Thanks to the Bible, we can trace the lineages of Jews and Arabs right back to the same patriarch, Abraham, who was born about 2167 BC and had six sons. His first son, Ishmael, was the father of the Arabs, and his second son, Isaac, was the father of Jacob, later called Israel, from whose twelve sons came the 12 tribes of Israel, better known as the Jews.

The World Book of Knowledge says that there are approximately 200 million Arabs in the world and about 18 million Jews.

This means that since Abraham’s time, his descendants through only two sons have doubled roughly 28 times at an average rate of about once every 150 years.

Now the Jewish people have undergone a tremendous amount of persecution and slaughter over the centuries. Hitler murdered over six million in concentration camps alone during the Second World War.
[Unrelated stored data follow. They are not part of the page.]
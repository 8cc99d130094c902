//! Remote shared translation memory.
//! One dictionary document per target language, keyed by a djb2 hash of the
//! source text so every client converges on the same field for the same text.
//! Hash collisions are not detected: a colliding text overwrites the other's
//! entry (last write wins). Accepted for a best-effort cache.

use std::collections::HashMap;
use std::sync::atomic::{AtomicUsize, Ordering};

use async_trait::async_trait;
use parking_lot::Mutex;
use serde::{Deserialize, Serialize};
use tracing::{debug, warn};

use super::{CacheEntry, LangCode, TranslateError};

/// Firestore collection holding one document per language.
pub const COLLECTION: &str = "translations_cache";
/// Document field holding the hash -> entry map.
pub const DICT_FIELD: &str = "dict";

/// One shared translation pair, stored as `{ s, t }`.
#[derive(Debug, Clone, PartialEq, Eq, Serialize, Deserialize)]
pub struct RemoteEntry {
    #[serde(rename = "s")]
    pub source: String,
    #[serde(rename = "t")]
    pub translated: String,
}

impl RemoteEntry {
    pub fn new(source: impl Into<String>, translated: impl Into<String>) -> Self {
        Self {
            source: source.into(),
            translated: translated.into(),
        }
    }

    /// Map key this entry is stored under.
    pub fn field_key(&self) -> String {
        hashed_field_key(&self.source)
    }
}

/// Shared dictionary document for one language.
#[derive(Debug, Clone, Default, PartialEq, Eq)]
pub struct RemoteDictionary {
    pub lang: LangCode,
    pub entries: HashMap<String, RemoteEntry>,
}

impl RemoteDictionary {
    pub fn new(lang: LangCode) -> Self {
        Self {
            lang,
            entries: HashMap::new(),
        }
    }

    /// Insert under the entry's hashed key, replacing any previous value.
    pub fn insert(&mut self, entry: RemoteEntry) {
        self.entries.insert(entry.field_key(), entry);
    }

    pub fn len(&self) -> usize {
        self.entries.len()
    }

    pub fn is_empty(&self) -> bool {
        self.entries.is_empty()
    }

    /// Entries safe to copy into the local tiers. Rows with an empty source are skipped.
    pub fn usable_entries(&self) -> Vec<CacheEntry> {
        self.entries
            .values()
            .filter(|e| !e.source.is_empty())
            .map(|e| CacheEntry::new(e.source.as_str(), self.lang, e.translated.as_str()))
            .collect()
    }
}

/// djb2 over UTF-16 code units with 32-bit wrap, rendered in base 36.
/// Matches the web client bit-for-bit so both write to the same keys.
pub fn djb2(text: &str) -> String {
    let mut h: i32 = 5381;
    for unit in text.encode_utf16() {
        h = h.wrapping_shl(5).wrapping_add(h) ^ i32::from(unit);
    }
    to_base36(h as u32)
}

/// `k_` prefix keeps the key a valid unquoted document field path.
pub fn hashed_field_key(source: &str) -> String {
    format!("k_{}", djb2(source))
}

fn to_base36(mut n: u32) -> String {
    const DIGITS: &[u8; 36] = b"0123456789abcdefghijklmnopqrstuvwxyz";
    if n == 0 {
        return "0".to_string();
    }
    let mut buf = Vec::with_capacity(7);
    while n > 0 {
        buf.push(DIGITS[(n % 36) as usize]);
        n /= 36;
    }
    buf.reverse();
    String::from_utf8_lossy(&buf).into_owned()
}

/// Backend for the shared tier.
#[async_trait]
pub trait RemoteStore: Send + Sync {
    /// Fetch the whole dictionary. `Ok(None)` when the document does not exist.
    async fn fetch_dictionary(
        &self,
        lang: LangCode,
    ) -> Result<Option<RemoteDictionary>, TranslateError>;

    /// Field-level merge of `entries`. Returns `TranslateError::NotFound` when
    /// the document does not exist yet.
    async fn update_entries(
        &self,
        lang: LangCode,
        entries: &[RemoteEntry],
    ) -> Result<(), TranslateError>;

    /// Create an empty dictionary. An already existing document is not an error.
    async fn create_dictionary(&self, lang: LangCode) -> Result<(), TranslateError>;
}

/// Merge entries into the shared dictionary, creating it on first write.
pub async fn merge_write(
    store: &dyn RemoteStore,
    lang: LangCode,
    entries: &[RemoteEntry],
) -> Result<(), TranslateError> {
    if lang.is_english() || entries.is_empty() {
        return Ok(());
    }
    match store.update_entries(lang, entries).await {
        Err(TranslateError::NotFound) => {
            debug!(lang = %lang, "shared dictionary missing, creating");
            store.create_dictionary(lang).await?;
            store.update_entries(lang, entries).await
        }
        other => other,
    }
}

/// In-process shared store. Backs local-only deployments and tests.
#[derive(Default)]
pub struct MemoryRemoteStore {
    docs: Mutex<HashMap<LangCode, RemoteDictionary>>,
    fetches: AtomicUsize,
    updates: AtomicUsize,
    creates: AtomicUsize,
}

impl MemoryRemoteStore {
    pub fn new() -> Self {
        Self::default()
    }

    /// Seed a document directly.
    pub fn insert_dictionary(&self, dict: RemoteDictionary) {
        self.docs.lock().insert(dict.lang, dict);
    }

    pub fn dictionary(&self, lang: LangCode) -> Option<RemoteDictionary> {
        self.docs.lock().get(&lang).cloned()
    }

    pub fn fetch_count(&self) -> usize {
        self.fetches.load(Ordering::SeqCst)
    }

    pub fn update_count(&self) -> usize {
        self.updates.load(Ordering::SeqCst)
    }

    pub fn create_count(&self) -> usize {
        self.creates.load(Ordering::SeqCst)
    }
}

#[async_trait]
impl RemoteStore for MemoryRemoteStore {
    async fn fetch_dictionary(
        &self,
        lang: LangCode,
    ) -> Result<Option<RemoteDictionary>, TranslateError> {
        self.fetches.fetch_add(1, Ordering::SeqCst);
        Ok(self.docs.lock().get(&lang).cloned())
    }

    async fn update_entries(
        &self,
        lang: LangCode,
        entries: &[RemoteEntry],
    ) -> Result<(), TranslateError> {
        self.updates.fetch_add(1, Ordering::SeqCst);
        let mut docs = self.docs.lock();
        let Some(dict) = docs.get_mut(&lang) else {
            return Err(TranslateError::NotFound);
        };
        for entry in entries {
            dict.insert(entry.clone());
        }
        Ok(())
    }

    async fn create_dictionary(&self, lang: LangCode) -> Result<(), TranslateError> {
        self.creates.fetch_add(1, Ordering::SeqCst);
        let mut docs = self.docs.lock();
        if docs.contains_key(&lang) {
            warn!(lang = %lang, "shared dictionary already exists");
        } else {
            docs.insert(lang, RemoteDictionary::new(lang));
        }
        Ok(())
    }
}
They must have lost many members through disease, infant mortality and starvation over the centuries just as other people groups have. Their history is replete with stories of battles and loss of life because of wars. Yet we find that their numbers have doubled a minimum of 23 times, at an average rate of once every 182 years.

We can calculate the rate of population growth starting from about 4,500 years ago, when, from the historical details found in the Bible, Noah and his family—eight in total—survived the deluge. That population has to double 29½ times to get the current world’s population of six and a half billion, at an average doubling rate of once every 152 years. Interesting, isn’t it? The Bible’s timeframe of history fits the data.